(Stored data entries)

//! Catalog configuration.
//!
//! Configuration comes from a catalog properties map (the keys an Iceberg
//! client passes when loading a catalog) or from `NESSIE_*` environment
//! variables. Both paths share one parser over a key lookup.

use std::collections::HashMap;

use serde::{Deserialize, Serialize};
use uuid::Uuid;

use arco_core::LogFormat;

use crate::error::{CatalogError, CatalogResult};

/// Property key for the catalog name.
pub const PROP_NAME: &str = "name";
/// Property key for the reference store endpoint.
pub const PROP_URI: &str = "uri";
/// Property key for the branch that overrides the store's default branch.
pub const PROP_REF: &str = "ref";
/// Property key for the warehouse root used to derive table locations.
pub const PROP_WAREHOUSE: &str = "warehouse";
/// Property key for the commit author.
pub const PROP_AUTHOR: &str = "author";
/// Property key for the commit message prefix.
pub const PROP_COMMIT_MESSAGE_PREFIX: &str = "commit-message-prefix";
/// Property key for the log format (`json` or `pretty`).
pub const PROP_LOG_FORMAT: &str = "log-format";

const DEFAULT_CATALOG_NAME: &str = "nessie";
const DEFAULT_COMMIT_MESSAGE_PREFIX: &str = "iceberg";

/// Configuration for a [`crate::NessieCatalog`].
#[derive(Debug, Clone, PartialEq, Eq, Serialize, Deserialize)]
#[serde(rename_all = "kebab-case")]
pub struct CatalogConfig {
    /// Catalog name; a leading identifier segment equal to it is stripped.
    pub name: String,
    /// Reference store endpoint. Informational for in-process stores.
    pub uri: Option<String>,
    /// Branch used when an identifier names none. Falls back to the store's default.
    #[serde(rename = "ref")]
    pub reference: Option<String>,
    /// Warehouse root for tables created without an explicit location.
    pub warehouse: Option<String>,
    /// Author recorded on every commit.
    pub author: Option<String>,
    /// Prefix of every commit message.
    pub commit_message_prefix: String,
    /// Log output format.
    #[serde(skip)]
    pub log_format: LogFormat,
}

impl Default for CatalogConfig {
    fn default() -> Self {
        Self {
            name: DEFAULT_CATALOG_NAME.to_string(),
            uri: None,
            reference: None,
            warehouse: None,
            author: None,
            commit_message_prefix: DEFAULT_COMMIT_MESSAGE_PREFIX.to_string(),
            log_format: LogFormat::default(),
        }
    }
}

impl CatalogConfig {
    /// Creates a configuration with the given catalog name.
    #[must_use]
    pub fn new(name: impl Into<String>) -> Self {
        Self {
            name: name.into(),
            ..Self::default()
        }
    }

    /// Sets the warehouse root.
    #[must_use]
    pub fn with_warehouse(mut self, warehouse: impl Into<String>) -> Self {
        self.warehouse = Some(warehouse.into());
        self
    }

    /// Sets the branch override.
    #[must_use]
    pub fn with_reference(mut self, reference: impl Into<String>) -> Self {
        self.reference = Some(reference.into());
        self
    }

    /// Sets the commit author.
    #[must_use]
    pub fn with_author(mut self, author: impl Into<String>) -> Self {
        self.author = Some(author.into());
        self
    }

    /// Builds a configuration from catalog properties.
    ///
    /// # Errors
    ///
    /// Returns `CatalogError::InvalidArgument` if a property has an invalid value.
    pub fn from_properties(properties: &HashMap<String, String>) -> CatalogResult<Self> {
        Self::from_lookup(|key| properties.get(key).cloned())
    }

    /// Builds a configuration from `NESSIE_*` environment variables.
    ///
    /// `NESSIE_NAME`, `NESSIE_URI`, `NESSIE_REF`, `NESSIE_WAREHOUSE`,
    /// `NESSIE_AUTHOR`, `NESSIE_COMMIT_MESSAGE_PREFIX`, `NESSIE_LOG_FORMAT`.
    ///
    /// # Errors
    ///
    /// Returns `CatalogError::InvalidArgument` if a variable has an invalid value.
    pub fn from_env() -> CatalogResult<Self> {
        Self::from_lookup(|key| std::env::var(env_var_name(key)).ok())
    }

    /// Builds a configuration from an arbitrary property lookup.
    ///
    /// Blank values are treated as unset.
    ///
    /// # Errors
    ///
    /// Returns `CatalogError::InvalidArgument` if a property has an invalid value.
    pub fn from_lookup<F>(lookup: F) -> CatalogResult<Self>
    where
        F: Fn(&str) -> Option<String>,
    {
        let lookup = |key: &str| non_blank(lookup(key));
        let mut config = Self::default();

        if let Some(name) = lookup(PROP_NAME) {
            config.name = name;
        }
        config.uri = lookup(PROP_URI);
        config.reference = lookup(PROP_REF);
        config.warehouse = lookup(PROP_WAREHOUSE);
        config.author = lookup(PROP_AUTHOR);
        if let Some(prefix) = lookup(PROP_COMMIT_MESSAGE_PREFIX) {
            config.commit_message_prefix = prefix;
        }
        if let Some(format) = lookup(PROP_LOG_FORMAT) {
            config.log_format = LogFormat::parse(&format).ok_or_else(|| {
                CatalogError::invalid_argument(format!(
                    "{PROP_LOG_FORMAT} must be 'json' or 'pretty', got '{format}'"
                ))
            })?;
        }

        config.validate()?;
        Ok(config)
    }

    /// Validates the configuration.
    ///
    /// # Errors
    ///
    /// Returns `CatalogError::InvalidArgument` for an empty or dotted catalog
    /// name, or a branch override containing `@`.
    pub fn validate(&self) -> CatalogResult<()> {
        if self.name.is_empty() || self.name.contains('.') {
            return Err(CatalogError::invalid_argument(format!(
                "catalog name must be non-empty and contain no '.': '{}'",
                self.name
            )));
        }
        if let Some(reference) = &self.reference {
            if reference.contains('@') {
                return Err(CatalogError::invalid_argument(format!(
                    "{PROP_REF} must be a plain branch name: '{reference}'"
                )));
            }
        }
        Ok(())
    }

    /// Returns the location for a new table created without one:
    /// `{warehouse}/{namespace…}/{table}_{id}`.
    ///
    /// # Errors
    ///
    /// Returns `CatalogError::InvalidArgument` if no warehouse is configured.
    pub fn default_table_location(
        &self,
        namespace: &[String],
        table: &str,
        id: Uuid,
    ) -> CatalogResult<String> {
        let Some(warehouse) = &self.warehouse else {
            return Err(CatalogError::invalid_argument(format!(
                "No location given for table {table} and no {PROP_WAREHOUSE} configured"
            )));
        };
        let mut location = warehouse.trim_end_matches('/').to_string();
        for element in namespace {
            location.push('/');
            location.push_str(element);
        }
        location.push('/');
        location.push_str(&format!("{table}_{}", id.simple()));
        Ok(location)
    }

    /// Builds the commit message for a catalog action.
    #[must_use]
    pub fn commit_message(&self, action: &str, target: &str) -> String {
        format!("{}: {action} {target}", self.commit_message_prefix)
    }

    /// Initializes process-wide logging in the configured `log-format`.
    ///
    /// Only the first call across the process takes effect.
    pub fn init_logging(&self) {
        arco_core::init_logging(self.log_format);
    }
}

fn env_var_name(key: &str) -> String {
    format!("NESSIE_{}", key.replace('-', "_").to_ascii_uppercase())
}

fn non_blank(value: Option<String>) -> Option<String> {
    value.and_then(|v| {
        let trimmed = v.trim();
        if trimmed.is_empty() {
            None
        } else {
            Some(trimmed.to_string())
        }
    })
}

▸ **What needs to be done**: When copying the data above, please keep exactly the lines from its first line through the line with "use std::collections::HashMap;", both ends included, and drop the rest.

▸ **Task response**:
//! Catalog configuration.
//!
//! Configuration comes from a catalog properties map (the keys an Iceberg
//! client passes when loading a catalog) or from `NESSIE_*` environment
//! variables. Both paths share one parser over a key lookup.

use std::collections::HashMap;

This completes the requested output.